CVT is a disease with a large range of severity. More and more incidental and asymptomatic cases have been recognized with improved, non-invasive imaging techniques. It is conceivable that the presence or absence and the efficiency of intracranial venous collaterals, as well as early spontaneous recanalization, may have an impact on the extent of brain tissue damage and hence the prognosis of acute CVT (9). It may be expected that the opening of the end-to-end anastomosis of the meningeal veins to other venous channels preserves a functioning vascular drainage system, but this process demonstrates great interindividual and interhemispheric variation (10). Furthermore, there are data that imply that the extent and function of venous collaterals at the time of thrombosis are probably more important than recanalization occurring days and months after onset of CVT (11). On the other hand, in contrast to arterial thrombosis, the thrombotic process in CVT continues over days, weeks or even months with the spread of thrombosis on one side and recanalization on the other, as thrombosis and endogenous fibrinolysis occur concurrently in CVT (6).
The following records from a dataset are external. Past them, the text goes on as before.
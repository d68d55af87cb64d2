use diesel::prelude::*;
use serde::{Deserialize, Serialize};

/// Database model for income/expense transactions.
///
/// `date` is an ISO-8601 string as the server sends it; month filtering is a
/// prefix match on `YYYY-MM`.
#[derive(
    Queryable,
    Identifiable,
    Insertable,
    AsChangeset,
    Selectable,
    PartialEq,
    Serialize,
    Deserialize,
    Debug,
    Clone,
)]
#[diesel(table_name = crate::schema::transactions)]
#[diesel(check_for_backend(diesel::sqlite::Sqlite))]
#[serde(rename_all = "camelCase")]
pub struct Transaction {
    pub id: String,
    pub note: String,
    pub amount: f64,
    pub date: String,
    pub user_id: String,
    #[serde(rename = "type")]
    pub kind: String,
    pub category_id: String,
}

impl Transaction {
    pub fn is_income(&self) -> bool {
        self.kind == crate::categories::KIND_INCOME
    }

    pub fn is_expense(&self) -> bool {
        self.kind == crate::categories::KIND_EXPENSE
    }
}

/// Request body for transaction create/update calls.
#[derive(Serialize, Deserialize, Debug, Clone)]
#[serde(rename_all = "camelCase")]
pub struct TransactionRequest {
    pub note: String,
    pub amount: f64,
    pub date: String,
    #[serde(rename = "type")]
    pub kind: String,
    pub category_id: String,
}

/// Per-month income/expense totals derived from the local cache.
#[derive(Serialize, Deserialize, Debug, Clone, PartialEq)]
#[serde(rename_all = "camelCase")]
pub struct MonthlySummary {
    pub month: i32,
    pub year: i32,
    pub total_income: f64,
    pub total_expense: f64,
    pub balance: f64,
}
In the case of cluster-like headache in CVT reported by Georgiadis et al. (1), the patient was suffering from headache when CVT was diagnosed and his symptoms resolved after initiation of anticoagulation. In our case, it is not possible to assess retrospectively whether CVT was already present at the time of the CH episode, although we consider there to be a causal connection between the cluster-like headache and an ongoing process of CVT. Areas of only transiently and reversibly disturbed brain tissue can be found after sinus venous occlusion in cases of preserved collateral pathways without persistent ischaemic damage to brain tissue. However, if venous occlusion is maintained for longer time periods, the described ‘meta-stable’ areas may become necrotic (12). In a case reported, a worsening of extensive CVT was preceded by 3 months of intermittent headache (13). Moreover, the patient has not suffered another CH episode for 2 years, a difference from the 73% of episodic CH patients who suffered from one or two cluster periods a year (14). A secondary reversible irritation of ophthalmic division of the trigeminal nerve produced in the walls of the putative pathological sinus would have activated the trigeminovascular system triggering the CH episodes. A plausible hypothesis is that the CH episodes disappeared because CVT may have improved by development of collateral veins or by endogenous fibrinolysis before the thrombotic process could have extended, with the occurrence of new neurological symptoms.